▶ **Data to examine**:

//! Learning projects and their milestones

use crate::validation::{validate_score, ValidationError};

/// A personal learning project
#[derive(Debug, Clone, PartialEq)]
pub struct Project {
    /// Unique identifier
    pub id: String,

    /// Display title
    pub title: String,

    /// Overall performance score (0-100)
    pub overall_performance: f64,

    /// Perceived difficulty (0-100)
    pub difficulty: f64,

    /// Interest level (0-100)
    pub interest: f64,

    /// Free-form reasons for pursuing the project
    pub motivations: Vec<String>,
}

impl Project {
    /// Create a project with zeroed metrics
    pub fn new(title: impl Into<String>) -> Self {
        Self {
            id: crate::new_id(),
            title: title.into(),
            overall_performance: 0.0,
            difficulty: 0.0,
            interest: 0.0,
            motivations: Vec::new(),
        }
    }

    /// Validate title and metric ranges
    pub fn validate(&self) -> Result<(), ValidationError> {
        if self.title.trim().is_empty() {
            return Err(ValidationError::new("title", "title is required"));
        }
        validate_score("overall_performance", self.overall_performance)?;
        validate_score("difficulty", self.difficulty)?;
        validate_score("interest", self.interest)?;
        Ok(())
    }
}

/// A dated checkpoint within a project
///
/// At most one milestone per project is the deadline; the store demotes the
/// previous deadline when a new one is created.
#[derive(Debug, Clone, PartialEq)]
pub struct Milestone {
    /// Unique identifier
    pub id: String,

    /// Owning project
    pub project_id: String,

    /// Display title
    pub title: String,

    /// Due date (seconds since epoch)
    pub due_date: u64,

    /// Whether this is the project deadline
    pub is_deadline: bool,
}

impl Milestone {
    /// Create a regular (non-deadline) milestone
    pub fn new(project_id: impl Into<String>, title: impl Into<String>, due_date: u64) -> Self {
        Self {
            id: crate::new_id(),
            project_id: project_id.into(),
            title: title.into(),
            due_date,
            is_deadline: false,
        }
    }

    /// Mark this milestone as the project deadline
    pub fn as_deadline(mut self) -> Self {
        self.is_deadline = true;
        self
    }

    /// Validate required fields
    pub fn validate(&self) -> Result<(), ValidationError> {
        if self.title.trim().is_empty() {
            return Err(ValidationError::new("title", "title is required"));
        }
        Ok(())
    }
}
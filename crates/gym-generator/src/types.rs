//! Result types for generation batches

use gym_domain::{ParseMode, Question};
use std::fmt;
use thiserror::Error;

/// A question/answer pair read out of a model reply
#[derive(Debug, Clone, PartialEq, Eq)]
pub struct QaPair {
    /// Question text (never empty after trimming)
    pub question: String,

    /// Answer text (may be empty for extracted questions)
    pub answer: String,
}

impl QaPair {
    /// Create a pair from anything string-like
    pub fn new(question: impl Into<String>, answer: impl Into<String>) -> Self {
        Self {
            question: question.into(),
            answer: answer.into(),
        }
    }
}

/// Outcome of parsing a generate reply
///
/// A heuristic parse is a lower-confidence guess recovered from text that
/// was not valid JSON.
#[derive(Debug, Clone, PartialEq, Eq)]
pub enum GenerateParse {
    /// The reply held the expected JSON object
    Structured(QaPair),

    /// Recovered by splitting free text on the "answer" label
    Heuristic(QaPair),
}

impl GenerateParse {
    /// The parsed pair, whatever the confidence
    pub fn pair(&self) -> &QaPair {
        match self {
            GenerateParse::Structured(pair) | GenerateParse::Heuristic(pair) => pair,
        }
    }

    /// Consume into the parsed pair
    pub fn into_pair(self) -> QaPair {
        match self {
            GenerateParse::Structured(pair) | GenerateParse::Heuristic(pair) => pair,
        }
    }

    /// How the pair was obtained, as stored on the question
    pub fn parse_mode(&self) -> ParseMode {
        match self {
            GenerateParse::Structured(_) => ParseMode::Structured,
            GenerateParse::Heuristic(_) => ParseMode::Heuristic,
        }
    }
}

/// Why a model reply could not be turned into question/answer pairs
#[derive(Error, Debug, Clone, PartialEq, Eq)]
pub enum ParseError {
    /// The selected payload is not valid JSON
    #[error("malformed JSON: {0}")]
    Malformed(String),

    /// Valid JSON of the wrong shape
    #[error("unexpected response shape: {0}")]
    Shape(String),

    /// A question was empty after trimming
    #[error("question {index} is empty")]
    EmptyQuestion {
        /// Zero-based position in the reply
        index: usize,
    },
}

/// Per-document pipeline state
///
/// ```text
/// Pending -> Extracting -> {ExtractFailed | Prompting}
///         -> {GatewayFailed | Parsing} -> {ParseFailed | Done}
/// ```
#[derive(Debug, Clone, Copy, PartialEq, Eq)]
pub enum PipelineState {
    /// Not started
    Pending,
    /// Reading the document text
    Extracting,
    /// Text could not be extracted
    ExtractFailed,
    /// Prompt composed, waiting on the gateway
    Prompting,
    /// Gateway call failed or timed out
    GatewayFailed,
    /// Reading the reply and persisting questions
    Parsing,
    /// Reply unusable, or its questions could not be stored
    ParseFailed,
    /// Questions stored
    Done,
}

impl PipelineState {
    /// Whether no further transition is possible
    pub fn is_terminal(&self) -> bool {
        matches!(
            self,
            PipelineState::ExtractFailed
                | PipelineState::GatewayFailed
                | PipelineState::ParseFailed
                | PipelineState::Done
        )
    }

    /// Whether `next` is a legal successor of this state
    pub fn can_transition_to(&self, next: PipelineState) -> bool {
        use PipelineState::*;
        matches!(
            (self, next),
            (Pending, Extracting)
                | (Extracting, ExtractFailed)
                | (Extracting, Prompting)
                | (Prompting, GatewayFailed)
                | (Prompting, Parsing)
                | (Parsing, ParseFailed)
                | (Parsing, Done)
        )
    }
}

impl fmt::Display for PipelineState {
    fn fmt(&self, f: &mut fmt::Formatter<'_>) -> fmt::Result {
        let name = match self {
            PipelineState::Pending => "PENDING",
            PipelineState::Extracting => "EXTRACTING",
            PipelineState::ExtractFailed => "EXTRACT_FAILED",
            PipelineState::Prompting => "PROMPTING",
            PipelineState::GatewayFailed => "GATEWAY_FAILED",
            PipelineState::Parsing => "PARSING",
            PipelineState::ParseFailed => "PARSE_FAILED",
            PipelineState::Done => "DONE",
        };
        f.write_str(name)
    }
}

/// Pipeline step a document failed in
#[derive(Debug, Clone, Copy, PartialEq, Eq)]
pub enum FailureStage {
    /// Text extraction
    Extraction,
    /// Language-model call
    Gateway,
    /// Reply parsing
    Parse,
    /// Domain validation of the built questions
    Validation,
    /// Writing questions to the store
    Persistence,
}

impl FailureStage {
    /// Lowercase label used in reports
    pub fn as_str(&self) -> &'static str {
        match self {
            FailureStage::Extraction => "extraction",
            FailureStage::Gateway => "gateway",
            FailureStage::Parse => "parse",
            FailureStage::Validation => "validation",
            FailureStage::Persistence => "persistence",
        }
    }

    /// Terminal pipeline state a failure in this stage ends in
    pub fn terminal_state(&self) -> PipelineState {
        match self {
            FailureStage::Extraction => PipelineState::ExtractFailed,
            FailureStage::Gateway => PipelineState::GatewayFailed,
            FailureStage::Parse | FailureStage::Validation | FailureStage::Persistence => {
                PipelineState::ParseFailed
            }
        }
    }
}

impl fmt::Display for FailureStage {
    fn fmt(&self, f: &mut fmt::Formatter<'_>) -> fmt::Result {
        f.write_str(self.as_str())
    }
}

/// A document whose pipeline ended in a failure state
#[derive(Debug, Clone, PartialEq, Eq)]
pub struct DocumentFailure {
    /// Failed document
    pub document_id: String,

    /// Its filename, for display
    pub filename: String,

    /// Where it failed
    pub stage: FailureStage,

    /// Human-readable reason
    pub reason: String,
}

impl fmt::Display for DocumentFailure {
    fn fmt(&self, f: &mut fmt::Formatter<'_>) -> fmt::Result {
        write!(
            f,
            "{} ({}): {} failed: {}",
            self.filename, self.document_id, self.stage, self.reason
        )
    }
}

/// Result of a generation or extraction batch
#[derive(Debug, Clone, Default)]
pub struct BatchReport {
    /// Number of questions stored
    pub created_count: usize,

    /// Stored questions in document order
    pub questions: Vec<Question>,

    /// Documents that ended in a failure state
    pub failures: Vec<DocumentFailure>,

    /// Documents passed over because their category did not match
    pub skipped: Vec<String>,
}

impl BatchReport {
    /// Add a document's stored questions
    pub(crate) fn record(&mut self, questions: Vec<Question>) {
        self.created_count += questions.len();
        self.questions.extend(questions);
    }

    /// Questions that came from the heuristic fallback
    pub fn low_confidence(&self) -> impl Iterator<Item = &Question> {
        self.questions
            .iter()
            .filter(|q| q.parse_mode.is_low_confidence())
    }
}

▶ **Problem details**:
Take every line from the records above that has the word "Persistence" and copy it.

▶ **Answer to this problem**:
    Persistence,
            FailureStage::Persistence => "persistence",
            FailureStage::Parse | FailureStage::Validation | FailureStage::Persistence => {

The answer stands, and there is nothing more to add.